Military restricts leave travel in France in wake of attack
November 16, 2015
NAPLES, Italy — The U.S. military has restricted leave and liberty travel in France for all personnel in the wake of Friday’s terrorist attack in Paris.
Defense Department servicemembers, civilians, contractors and their command-sponsored family members are prohibited from unofficial travel to Paris until further notice, a spokesman for U.S. European Command said Sunday. Unofficial and emergency travel elsewhere in France will require the permission of a general officer, the spokesman said.
EUCOM declined to give a timeline for the new restrictions, citing security precautions.
The Navy on Saturday told its personnel in Europe, Africa and Bahrain that unofficial travel to France was prohibited through Nov. 27. It also prohibited unofficial travel within a 50-km radius around Paris through Dec. 4.

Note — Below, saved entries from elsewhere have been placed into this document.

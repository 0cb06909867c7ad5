//! Bridges `Scheduler::spawn`'s `Send + 'static` closures to a `Vm`, whose
//! `Rc`-based heap is not itself thread-safe.
//!
//! Safe despite the raw pointer: the scheduler only ever hands its single
//! cooperative "turn" to one task's OS thread at a time (see
//! `ember_core::scheduler::runtime`), so `ptr` is never dereferenced from
//! two threads concurrently even though several threads exist for the
//! lifetime of the spawned task. The pointee outlives every task spawned
//! from it because an embedder only drops its `Vm` after every task it
//! spawned has been joined or the process is exiting.

use ember_core::value::Value;
use ember_core::vm::Vm;

struct SendVmPtr(*mut Vm);
unsafe impl Send for SendVmPtr {}

/// Spawn a task that, once scheduled, calls the named top-level function
/// with `args` against the same `Vm` the caller is already running in.
pub fn spawn_call(vm: &mut Vm, name: &str, args: Vec<Value>) -> ember_core::TaskId {
    let ptr = SendVmPtr(vm as *mut Vm);
    let name = name.to_string();
    let parent = vm.current_task();
    vm.scheduler.spawn(parent, move |_scheduler, task_id| {
        let ptr = ptr;
        let vm = unsafe { &mut *ptr.0 };
        vm.set_current_task(Some(task_id));
        let result = vm.call(&name, args).unwrap_or(Value::null());
        vm.set_current_task(parent);
        result
    })
}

The Navy told sailors not to wear their uniforms while commuting to and from work through Dec. 4.
Security at U.S. military bases across Europe has been at a heightened state since the U.S. began airstrikes against the Islamic State group in August 2014. Installation security officials frequently adjust their preparations to current and nearby events, although they rarely share security changes publicly.
Ramstein Air Base in Germany released a statement on Monday reminding personnel and family members to report anything suspicious to base commanders or local police.
"We cannot discuss specific changes to our base protection and security measures, but our Security Forces squadrons are constantly vigilant and always ready to respond to threats to our (Kaiserslautern Military Community) installations," the statement from the 86th Airlift Wing said.
EUCOM said its new restrictions also apply to anyone on a shore excursion from a cruise ship. They did not apply to commercial fliers making an airline connection in the country or to military personnel in diplomatic posts.
The military does not believe any of its personnel were killed or hurt in Friday’s attack, which killed at least 132 people at multiple sites across the city.
Stars and Stripes reporter Jennifer H. Svan contributed to this report.